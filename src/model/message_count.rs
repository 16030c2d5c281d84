//! Domain models for the per-guild activity leaderboard.

use chrono::{DateTime, Utc};

use crate::{error::AppError, util::parse::id_from_db};

/// Persisted activity points of one user in one guild.
#[derive(Debug, Clone, PartialEq)]
pub struct MessageCount {
    /// Discord guild ID.
    pub guild_id: u64,
    /// Discord user ID.
    pub user_id: u64,
    /// Number of flushed points; one point per four counted messages.
    pub counted: i32,
    /// Timestamp of the last flush, used as the leaderboard tie-breaker.
    pub updated_at: DateTime<Utc>,
}

impl MessageCount {
    /// Converts an entity model to a message count domain model at the repository boundary.
    ///
    /// # Arguments
    /// - `entity` - The entity model from the database
    ///
    /// # Returns
    /// - `Ok(MessageCount)` - The converted message count
    /// - `Err(AppError::InternalErr(InvalidStoredId))` - Stored guild or user id is negative
    pub fn from_entity(entity: entity::message_count::Model) -> Result<Self, AppError> {
        Ok(Self {
            guild_id: id_from_db(entity.guild_id)?,
            user_id: id_from_db(entity.user_id)?,
            counted: entity.counted,
            updated_at: entity.updated_at.and_utc(),
        })
    }
}

/// Ranked row of the leaderboard.
#[derive(Debug, Clone, PartialEq, Eq)]
pub struct LeaderboardEntry {
    /// One-based position across all pages.
    pub rank: u64,
    /// Discord user ID.
    pub user_id: u64,
    /// Points of the user.
    pub counted: i32,
}

/// One page of the leaderboard together with the data needed to render navigation.
#[derive(Debug, Clone, PartialEq, Eq)]
pub struct LeaderboardPage {
    /// Entries on this page, already ranked.
    pub entries: Vec<LeaderboardEntry>,
    /// Zero-indexed page number after clamping.
    pub page: u64,
    /// Total number of users with points in the guild.
    pub total: u64,
}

**WORK TO BE COMPLETED**
The material above must be written out again in full, exactly.

**ANSWER FOR THIS EXERCISE**
filename src/model/message_count.rs
repository 16030c2d5c281d84
//! Domain models for the per-guild activity leaderboard.

use chrono::{DateTime, Utc};

use crate::{error::AppError, util::parse::id_from_db};

/// Persisted activity points of one user in one guild.
#[derive(Debug, Clone, PartialEq)]
pub struct MessageCount {
    /// Discord guild ID.
    pub guild_id: u64,
    /// Discord user ID.
    pub user_id: u64,
    /// Number of flushed points; one point per four counted messages.
    pub counted: i32,
    /// Timestamp of the last flush, used as the leaderboard tie-breaker.
    pub updated_at: DateTime<Utc>,
}

impl MessageCount {
    /// Converts an entity model to a message count domain model at the repository boundary.
    ///
    /// # Arguments
    /// - `entity` - The entity model from the database
    ///
    /// # Returns
    /// - `Ok(MessageCount)` - The converted message count
    /// - `Err(AppError::InternalErr(InvalidStoredId))` - Stored guild or user id is negative
    pub fn from_entity(entity: entity::message_count::Model) -> Result<Self, AppError> {
        Ok(Self {
            guild_id: id_from_db(entity.guild_id)?,
            user_id: id_from_db(entity.user_id)?,
            counted: entity.counted,
            updated_at: entity.updated_at.and_utc(),
        })
    }
}

/// Ranked row of the leaderboard.
#[derive(Debug, Clone, PartialEq, Eq)]
pub struct LeaderboardEntry {
    /// One-based position across all pages.
    pub rank: u64,
    /// Discord user ID.
    pub user_id: u64,
    /// Points of the user.
    pub counted: i32,
}

/// One page of the leaderboard together with the data needed to render navigation.
#[derive(Debug, Clone, PartialEq, Eq)]
pub struct LeaderboardPage {
    /// Entries on this page, already ranked.
    pub entries: Vec<LeaderboardEntry>,
    /// Zero-indexed page number after clamping.
    pub page: u64,
    /// Total number of users with points in the guild.
    pub total: u64,
}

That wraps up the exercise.